_What the exercise asks_
The reply to the records below should contain exactly the lines from the line with "use crate::error::Result;" through the line with "self.state.lock().unwrap().entries.iter().cloned().collect()", and nothing besides.

_Source data_
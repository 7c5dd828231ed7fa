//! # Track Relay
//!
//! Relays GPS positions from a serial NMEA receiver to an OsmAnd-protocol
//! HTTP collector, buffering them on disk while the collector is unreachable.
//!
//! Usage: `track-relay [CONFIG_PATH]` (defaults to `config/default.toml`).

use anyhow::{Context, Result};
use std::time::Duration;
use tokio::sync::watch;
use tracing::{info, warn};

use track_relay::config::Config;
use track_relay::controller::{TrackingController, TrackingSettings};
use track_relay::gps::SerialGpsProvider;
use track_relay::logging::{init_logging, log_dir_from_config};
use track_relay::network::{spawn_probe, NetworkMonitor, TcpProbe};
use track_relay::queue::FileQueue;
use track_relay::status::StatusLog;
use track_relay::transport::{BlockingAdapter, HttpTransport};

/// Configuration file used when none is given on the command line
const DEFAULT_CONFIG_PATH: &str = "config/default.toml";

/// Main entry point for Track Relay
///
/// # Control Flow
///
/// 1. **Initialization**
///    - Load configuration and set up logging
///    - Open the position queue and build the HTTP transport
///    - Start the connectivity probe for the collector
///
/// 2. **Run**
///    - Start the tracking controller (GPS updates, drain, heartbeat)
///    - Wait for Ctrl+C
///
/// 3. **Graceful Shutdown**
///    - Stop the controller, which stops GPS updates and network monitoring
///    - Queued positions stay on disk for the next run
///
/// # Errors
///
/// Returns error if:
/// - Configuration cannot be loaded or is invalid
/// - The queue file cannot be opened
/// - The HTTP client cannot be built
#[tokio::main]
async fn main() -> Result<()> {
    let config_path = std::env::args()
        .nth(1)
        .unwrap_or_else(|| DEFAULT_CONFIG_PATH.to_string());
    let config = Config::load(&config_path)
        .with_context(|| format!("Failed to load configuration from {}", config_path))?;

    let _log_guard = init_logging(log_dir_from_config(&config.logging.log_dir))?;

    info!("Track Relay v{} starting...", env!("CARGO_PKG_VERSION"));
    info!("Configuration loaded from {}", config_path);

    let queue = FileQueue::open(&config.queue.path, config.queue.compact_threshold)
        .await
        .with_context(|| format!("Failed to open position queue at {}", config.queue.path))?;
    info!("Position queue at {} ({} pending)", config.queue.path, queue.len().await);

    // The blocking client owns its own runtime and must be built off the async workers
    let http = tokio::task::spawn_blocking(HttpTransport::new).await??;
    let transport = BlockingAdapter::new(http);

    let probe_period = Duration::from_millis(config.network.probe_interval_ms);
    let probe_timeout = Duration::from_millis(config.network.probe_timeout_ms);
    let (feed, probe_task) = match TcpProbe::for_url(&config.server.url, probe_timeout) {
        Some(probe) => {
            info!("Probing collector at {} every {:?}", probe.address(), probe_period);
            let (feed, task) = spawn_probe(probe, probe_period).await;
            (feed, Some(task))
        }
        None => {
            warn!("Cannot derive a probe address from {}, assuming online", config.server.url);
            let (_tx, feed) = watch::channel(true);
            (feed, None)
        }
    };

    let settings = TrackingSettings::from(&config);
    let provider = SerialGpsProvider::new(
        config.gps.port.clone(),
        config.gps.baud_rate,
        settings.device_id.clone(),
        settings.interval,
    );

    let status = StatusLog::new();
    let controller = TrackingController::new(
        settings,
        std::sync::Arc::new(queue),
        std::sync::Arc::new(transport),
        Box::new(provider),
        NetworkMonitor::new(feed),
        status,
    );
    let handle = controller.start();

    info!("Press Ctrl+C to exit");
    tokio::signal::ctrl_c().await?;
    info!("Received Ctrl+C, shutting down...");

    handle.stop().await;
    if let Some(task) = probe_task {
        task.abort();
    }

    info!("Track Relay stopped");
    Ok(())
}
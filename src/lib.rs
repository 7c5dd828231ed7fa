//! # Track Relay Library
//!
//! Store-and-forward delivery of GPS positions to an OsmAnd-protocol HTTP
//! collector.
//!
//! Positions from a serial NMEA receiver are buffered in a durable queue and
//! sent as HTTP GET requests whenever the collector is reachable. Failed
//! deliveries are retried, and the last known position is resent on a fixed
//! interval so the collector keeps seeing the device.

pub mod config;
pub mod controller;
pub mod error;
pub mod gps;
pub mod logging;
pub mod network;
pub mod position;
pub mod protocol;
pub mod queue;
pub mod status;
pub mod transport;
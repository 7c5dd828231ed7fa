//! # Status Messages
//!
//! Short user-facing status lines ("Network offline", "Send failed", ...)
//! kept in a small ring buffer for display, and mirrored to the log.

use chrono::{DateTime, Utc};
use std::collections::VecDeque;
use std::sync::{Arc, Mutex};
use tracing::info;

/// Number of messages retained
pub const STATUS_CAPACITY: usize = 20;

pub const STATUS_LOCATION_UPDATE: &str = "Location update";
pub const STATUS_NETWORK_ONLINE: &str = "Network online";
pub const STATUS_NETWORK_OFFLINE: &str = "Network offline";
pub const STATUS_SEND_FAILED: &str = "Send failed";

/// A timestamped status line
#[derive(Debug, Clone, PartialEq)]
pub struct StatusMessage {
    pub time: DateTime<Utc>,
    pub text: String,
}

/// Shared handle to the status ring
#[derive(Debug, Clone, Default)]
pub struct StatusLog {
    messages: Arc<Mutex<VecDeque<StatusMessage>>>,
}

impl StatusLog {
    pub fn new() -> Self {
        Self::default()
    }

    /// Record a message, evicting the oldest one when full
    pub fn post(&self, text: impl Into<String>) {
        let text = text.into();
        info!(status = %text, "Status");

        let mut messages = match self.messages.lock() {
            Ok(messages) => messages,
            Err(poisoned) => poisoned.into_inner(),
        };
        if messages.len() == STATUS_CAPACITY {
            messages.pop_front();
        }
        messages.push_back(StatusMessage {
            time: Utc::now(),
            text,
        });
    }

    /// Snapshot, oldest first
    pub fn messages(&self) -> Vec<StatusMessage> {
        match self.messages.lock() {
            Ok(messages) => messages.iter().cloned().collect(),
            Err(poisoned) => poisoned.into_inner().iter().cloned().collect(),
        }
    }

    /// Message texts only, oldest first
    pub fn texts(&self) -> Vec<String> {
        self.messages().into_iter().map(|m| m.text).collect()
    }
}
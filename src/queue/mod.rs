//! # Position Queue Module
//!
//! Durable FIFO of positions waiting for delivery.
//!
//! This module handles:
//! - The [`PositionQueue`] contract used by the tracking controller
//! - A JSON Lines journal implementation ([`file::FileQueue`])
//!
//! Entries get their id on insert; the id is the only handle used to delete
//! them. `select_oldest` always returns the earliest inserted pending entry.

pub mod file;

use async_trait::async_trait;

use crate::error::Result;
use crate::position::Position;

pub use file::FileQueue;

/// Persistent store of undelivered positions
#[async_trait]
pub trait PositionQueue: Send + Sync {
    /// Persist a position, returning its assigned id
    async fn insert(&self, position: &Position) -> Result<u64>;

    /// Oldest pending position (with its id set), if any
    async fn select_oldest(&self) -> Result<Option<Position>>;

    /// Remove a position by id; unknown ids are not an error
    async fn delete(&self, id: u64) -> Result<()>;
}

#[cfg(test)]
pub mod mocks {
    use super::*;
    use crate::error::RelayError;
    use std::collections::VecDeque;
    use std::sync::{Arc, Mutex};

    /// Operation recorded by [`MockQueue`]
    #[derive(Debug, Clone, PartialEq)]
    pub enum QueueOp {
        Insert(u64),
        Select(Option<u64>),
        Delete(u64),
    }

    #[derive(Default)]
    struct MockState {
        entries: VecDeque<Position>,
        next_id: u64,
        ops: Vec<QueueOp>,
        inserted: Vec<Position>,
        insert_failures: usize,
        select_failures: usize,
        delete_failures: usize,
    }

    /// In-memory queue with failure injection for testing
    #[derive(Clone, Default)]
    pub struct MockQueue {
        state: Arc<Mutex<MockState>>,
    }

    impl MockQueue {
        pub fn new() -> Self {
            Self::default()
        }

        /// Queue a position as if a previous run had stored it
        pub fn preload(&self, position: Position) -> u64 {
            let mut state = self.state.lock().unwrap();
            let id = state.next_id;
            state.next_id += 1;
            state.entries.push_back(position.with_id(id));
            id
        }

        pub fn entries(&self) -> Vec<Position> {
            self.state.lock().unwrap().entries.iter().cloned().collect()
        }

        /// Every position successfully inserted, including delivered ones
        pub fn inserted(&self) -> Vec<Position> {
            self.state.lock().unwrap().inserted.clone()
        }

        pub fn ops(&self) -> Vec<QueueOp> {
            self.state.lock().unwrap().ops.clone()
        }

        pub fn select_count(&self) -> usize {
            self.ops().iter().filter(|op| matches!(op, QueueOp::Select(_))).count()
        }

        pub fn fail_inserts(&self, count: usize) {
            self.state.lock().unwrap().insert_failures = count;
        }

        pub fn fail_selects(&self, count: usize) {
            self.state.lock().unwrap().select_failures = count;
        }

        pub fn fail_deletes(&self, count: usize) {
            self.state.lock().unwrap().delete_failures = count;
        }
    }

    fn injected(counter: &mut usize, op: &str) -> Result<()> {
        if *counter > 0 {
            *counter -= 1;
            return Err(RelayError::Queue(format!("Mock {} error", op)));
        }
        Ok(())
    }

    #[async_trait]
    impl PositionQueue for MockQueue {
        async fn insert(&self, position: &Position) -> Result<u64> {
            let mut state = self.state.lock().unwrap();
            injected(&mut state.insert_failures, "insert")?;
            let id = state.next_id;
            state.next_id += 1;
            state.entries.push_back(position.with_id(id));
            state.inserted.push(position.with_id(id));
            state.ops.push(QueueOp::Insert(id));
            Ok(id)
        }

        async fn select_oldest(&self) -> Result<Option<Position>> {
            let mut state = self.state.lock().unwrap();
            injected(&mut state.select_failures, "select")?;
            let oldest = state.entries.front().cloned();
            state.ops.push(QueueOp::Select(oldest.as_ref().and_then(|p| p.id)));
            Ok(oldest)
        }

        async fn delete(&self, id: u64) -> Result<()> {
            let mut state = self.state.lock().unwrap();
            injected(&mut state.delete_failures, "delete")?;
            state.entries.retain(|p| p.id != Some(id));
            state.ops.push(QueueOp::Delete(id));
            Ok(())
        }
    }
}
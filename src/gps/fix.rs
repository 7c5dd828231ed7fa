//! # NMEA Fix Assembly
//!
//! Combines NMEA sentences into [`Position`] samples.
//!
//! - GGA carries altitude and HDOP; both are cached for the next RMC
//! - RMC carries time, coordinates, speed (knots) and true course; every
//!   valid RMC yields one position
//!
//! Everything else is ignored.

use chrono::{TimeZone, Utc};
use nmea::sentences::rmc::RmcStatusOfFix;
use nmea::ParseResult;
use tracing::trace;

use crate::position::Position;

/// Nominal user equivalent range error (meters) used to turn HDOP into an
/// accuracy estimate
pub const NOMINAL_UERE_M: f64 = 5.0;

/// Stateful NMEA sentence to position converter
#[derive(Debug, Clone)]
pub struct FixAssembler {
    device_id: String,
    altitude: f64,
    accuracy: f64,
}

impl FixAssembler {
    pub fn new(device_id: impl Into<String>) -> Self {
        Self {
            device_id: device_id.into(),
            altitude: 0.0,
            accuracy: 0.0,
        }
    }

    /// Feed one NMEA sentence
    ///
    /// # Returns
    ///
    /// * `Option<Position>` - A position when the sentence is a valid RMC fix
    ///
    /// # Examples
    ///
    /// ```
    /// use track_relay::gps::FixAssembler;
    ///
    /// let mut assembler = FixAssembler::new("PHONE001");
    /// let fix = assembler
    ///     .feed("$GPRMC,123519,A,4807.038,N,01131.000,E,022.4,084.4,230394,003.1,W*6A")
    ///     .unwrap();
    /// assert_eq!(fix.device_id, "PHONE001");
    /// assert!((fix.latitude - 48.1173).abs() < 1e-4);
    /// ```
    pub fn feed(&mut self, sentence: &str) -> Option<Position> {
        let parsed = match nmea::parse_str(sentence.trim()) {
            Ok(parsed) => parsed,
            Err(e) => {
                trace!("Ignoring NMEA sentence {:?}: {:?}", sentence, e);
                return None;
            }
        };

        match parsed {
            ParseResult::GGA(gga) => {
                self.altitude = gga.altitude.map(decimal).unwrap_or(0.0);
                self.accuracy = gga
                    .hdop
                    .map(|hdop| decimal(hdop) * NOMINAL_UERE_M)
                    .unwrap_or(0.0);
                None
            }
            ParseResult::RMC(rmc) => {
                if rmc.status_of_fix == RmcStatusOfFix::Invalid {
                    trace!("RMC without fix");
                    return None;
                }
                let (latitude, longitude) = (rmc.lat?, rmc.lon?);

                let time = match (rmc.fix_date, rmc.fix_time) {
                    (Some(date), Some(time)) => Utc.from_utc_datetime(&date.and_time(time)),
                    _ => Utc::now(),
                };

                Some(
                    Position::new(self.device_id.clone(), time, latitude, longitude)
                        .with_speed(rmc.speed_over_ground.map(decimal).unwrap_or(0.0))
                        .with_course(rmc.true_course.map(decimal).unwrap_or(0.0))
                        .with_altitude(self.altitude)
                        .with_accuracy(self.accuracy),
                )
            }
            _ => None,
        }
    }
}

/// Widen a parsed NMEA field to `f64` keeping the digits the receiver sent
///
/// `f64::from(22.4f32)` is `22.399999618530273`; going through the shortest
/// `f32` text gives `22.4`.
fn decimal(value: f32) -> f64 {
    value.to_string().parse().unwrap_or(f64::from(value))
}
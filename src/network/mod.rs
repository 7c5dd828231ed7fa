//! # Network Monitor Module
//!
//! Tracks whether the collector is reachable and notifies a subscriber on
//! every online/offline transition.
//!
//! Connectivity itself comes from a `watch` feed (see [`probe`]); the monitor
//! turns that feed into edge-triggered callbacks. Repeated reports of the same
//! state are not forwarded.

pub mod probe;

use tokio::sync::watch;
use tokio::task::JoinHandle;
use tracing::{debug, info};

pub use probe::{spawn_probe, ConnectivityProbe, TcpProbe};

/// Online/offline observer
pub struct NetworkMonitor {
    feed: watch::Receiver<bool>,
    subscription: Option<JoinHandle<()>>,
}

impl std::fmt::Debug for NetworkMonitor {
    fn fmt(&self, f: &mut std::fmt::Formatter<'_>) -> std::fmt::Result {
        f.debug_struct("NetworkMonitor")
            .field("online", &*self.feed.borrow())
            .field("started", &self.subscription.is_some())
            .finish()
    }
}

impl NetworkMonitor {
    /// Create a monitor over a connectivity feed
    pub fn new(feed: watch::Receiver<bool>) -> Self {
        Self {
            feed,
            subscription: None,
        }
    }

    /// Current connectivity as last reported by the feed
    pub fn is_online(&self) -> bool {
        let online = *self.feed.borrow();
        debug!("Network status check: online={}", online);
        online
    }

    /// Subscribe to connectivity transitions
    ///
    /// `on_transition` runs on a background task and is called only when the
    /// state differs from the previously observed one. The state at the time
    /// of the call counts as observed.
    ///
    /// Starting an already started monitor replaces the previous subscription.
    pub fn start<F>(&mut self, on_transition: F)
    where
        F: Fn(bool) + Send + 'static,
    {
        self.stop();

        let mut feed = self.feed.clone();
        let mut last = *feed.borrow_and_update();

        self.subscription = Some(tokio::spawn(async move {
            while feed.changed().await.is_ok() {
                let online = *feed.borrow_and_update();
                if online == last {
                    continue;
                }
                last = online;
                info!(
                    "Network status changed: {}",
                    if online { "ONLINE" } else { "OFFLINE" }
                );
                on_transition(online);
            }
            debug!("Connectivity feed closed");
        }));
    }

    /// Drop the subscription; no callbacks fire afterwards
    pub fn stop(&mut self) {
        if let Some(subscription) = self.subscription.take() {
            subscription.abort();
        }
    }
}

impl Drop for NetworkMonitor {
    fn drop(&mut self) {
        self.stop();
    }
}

_Solution for this problem_
use crate::error::Result;
use crate::position::Position;

pub use file::FileQueue;

/// Persistent store of undelivered positions
#[async_trait]
pub trait PositionQueue: Send + Sync {
    /// Persist a position, returning its assigned id
    async fn insert(&self, position: &Position) -> Result<u64>;

    /// Oldest pending position (with its id set), if any
    async fn select_oldest(&self) -> Result<Option<Position>>;

    /// Remove a position by id; unknown ids are not an error
    async fn delete(&self, id: u64) -> Result<()>;
}

#[cfg(test)]
pub mod mocks {
    use super::*;
    use crate::error::RelayError;
    use std::collections::VecDeque;
    use std::sync::{Arc, Mutex};

    /// Operation recorded by [`MockQueue`]
    #[derive(Debug, Clone, PartialEq)]
    pub enum QueueOp {
        Insert(u64),
        Select(Option<u64>),
        Delete(u64),
    }

    #[derive(Default)]
    struct MockState {
        entries: VecDeque<Position>,
        next_id: u64,
        ops: Vec<QueueOp>,
        inserted: Vec<Position>,
        insert_failures: usize,
        select_failures: usize,
        delete_failures: usize,
    }

    /// In-memory queue with failure injection for testing
    #[derive(Clone, Default)]
    pub struct MockQueue {
        state: Arc<Mutex<MockState>>,
    }

    impl MockQueue {
        pub fn new() -> Self {
            Self::default()
        }

        /// Queue a position as if a previous run had stored it
        pub fn preload(&self, position: Position) -> u64 {
            let mut state = self.state.lock().unwrap();
            let id = state.next_id;
            state.next_id += 1;
            state.entries.push_back(position.with_id(id));
            id
        }

        pub fn entries(&self) -> Vec<Position> {
            self.state.lock().unwrap().entries.iter().cloned().collect()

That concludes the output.